I’m sitting my newly re-covered chair in my bedroom. My room is bright with indirect sunlight flowing in from my open blinds; the air is freshish from the open window. Chris Daughty’s “over you” is playing on my computer and a toasted chicken mayonnaise and 3 a bowl bean soup are waiting to be eaten to my left. My room and my environment around me is clean and I have become quite good at maintaining it.
I have been enjoying my paediatrics rotation through Red Cross War Memorial Children’s Hospital. I’ve been placed in ward B2, which is a general admissions ward with a high-care cubicle. The ward registrar is a Muslim-looking woman with a sternotomy scar. I cannot decide whether she is hot or not, but she is a very decent person and I enjoy working with her. The medical officer is a lovely Muslim woman who I help with taking bloods. She’s friendly and interesting. I’m unsure exactly who the interns are that are in the ward. The two guys who seem to be there always are both very decent. The one with whom I am most friendly is a white guy from Pretoria University. He has a dark dense of humour and numerous piercing. The other guy is a warm, fantastic guy with a strong dose of cynicism.

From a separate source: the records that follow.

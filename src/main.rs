use color_eyre::{eyre::eyre, Result};
use joypad::driver::{Session, SessionDriver};
use joypad::haptics::TracingActuator;
use joypad::host::HostLink;
use joypad::JoypadConfig;
use std::path::PathBuf;
use tokio::sync::{mpsc, oneshot};
use tracing::{info, warn, Level};
use tracing_subscriber::FmtSubscriber;

#[tokio::main(flavor = "current_thread")]
async fn main() -> Result<()> {
    setup()?;

    let mut args = std::env::args().skip(1);
    let session_path = args
        .next()
        .map(PathBuf::from)
        .ok_or_else(|| eyre!("Usage: joypad <session.toml> [config.toml]"))?;
    let config_path = args
        .next()
        .map(PathBuf::from)
        .unwrap_or_else(JoypadConfig::default_path);

    let config = JoypadConfig::load(&config_path)?;
    let session = Session::load(&session_path)?;

    let (frame_tx, mut frame_rx) = mpsc::unbounded_channel::<String>();
    let host_handle = tokio::spawn(async move {
        while let Some(frame) = frame_rx.recv().await {
            info!("Host <- {}", frame);
        }
    });

    let (shutdown_tx, shutdown_rx) = oneshot::channel();
    tokio::spawn(async move {
        if tokio::signal::ctrl_c().await.is_ok() {
            let _ = shutdown_tx.send(());
        }
    });

    let driver = SessionDriver::new(session, config, HostLink::connected(frame_tx), TracingActuator);
    let joypad = driver.run_until_shutdown(shutdown_rx).await;

    for diagnostic in joypad.diagnostics().iter() {
        warn!("Unacknowledged: {}", diagnostic);
    }
    info!("Final state: {}", joypad.state_frame());

    // Closes the frame channel.
    drop(joypad);
    host_handle
        .await
        .map_err(|e| eyre!("Host task failed: {}", e))?;

    Ok(())
}

fn setup() -> Result<()> {
    if std::env::var("RUST_LIB_BACKTRACE").is_err() {
        std::env::set_var("RUST_LIB_BACKTRACE", "0")
    }
    color_eyre::install()?;
    if std::env::var("RUST_LOG").is_err() {
        std::env::set_var("RUST_LOG", "info")
    }
    setup_logging_env();
    Ok(())
}

fn setup_logging_env() {
    FmtSubscriber::builder()
        .with_max_level(Level::INFO)
        .with_target(false)
        .with_thread_ids(true)
        .with_file(true)
        .with_line_number(true)
        .pretty()
        .init();
}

I enjoy working in the ward because I feel like a part of the team. This is because I nagged them about whether I could help continuously since I arrived. I help them take bloods and hold down screaming children.
I also help out in the emergency room, which I really enjoy. I feel that I have learned a tremendous amount so far and there is a lot more to learn. Paediatrics is fast paced, interesting and broad. I like the discipline.
I have re-started attending Monday night kriya. It’s very relaxing and important. I really do want to keep doing it. The main reasons why I stopped going and feel a little put off by the organisation is that it encourages deepening involvement in itself, and I am unused to not responding to such encouragement, but I do not want to become anything more than a person who does the Kriya on a Monday night and sometimes during the week.
I have firmly re-establish contact with Alia and chat to her regularly on MSN. I think its ok. I feel firmly connect to her and it is difficult because she a complex, distant and strange person who is not interested in me to the same degree as I am interested in her. She is involved in a long term relationship with a well known conceptual artist who is 10 years older than her. She is very sexual with which I struggle because it attracts me to her, which is not her desire or intent.
Lolita is not communicating well with me at all, which makes me anxious.
I went to my long lost medical school love’s 23rd birthday party at Alba Lounge 2 Thursday nights ago. I was there for 2 hours, and said about 4 sentences to me. She’s so ridiculously beautiful; it’s a pity about her extreme immaturity.
I attend the Shawco Masiphumalele clinic every Tuesday night. Last week there was an extreme shortage of patient but there was a hot 1st year OT religious Christian chick in the cubicle with me.
My clinical partner is excellent. I really enjoy having him around, though I do not work with him. There’s this hot reborn Christian fundamentalist in my rotation that I am enjoying a little too much. She likes wearing sandles and has pretty feet. She’s got an angelic face and I want to do terrible things to her.
In ward B2 is the first hot nurse I have ever seen. It’s a pity that she’s a bitch.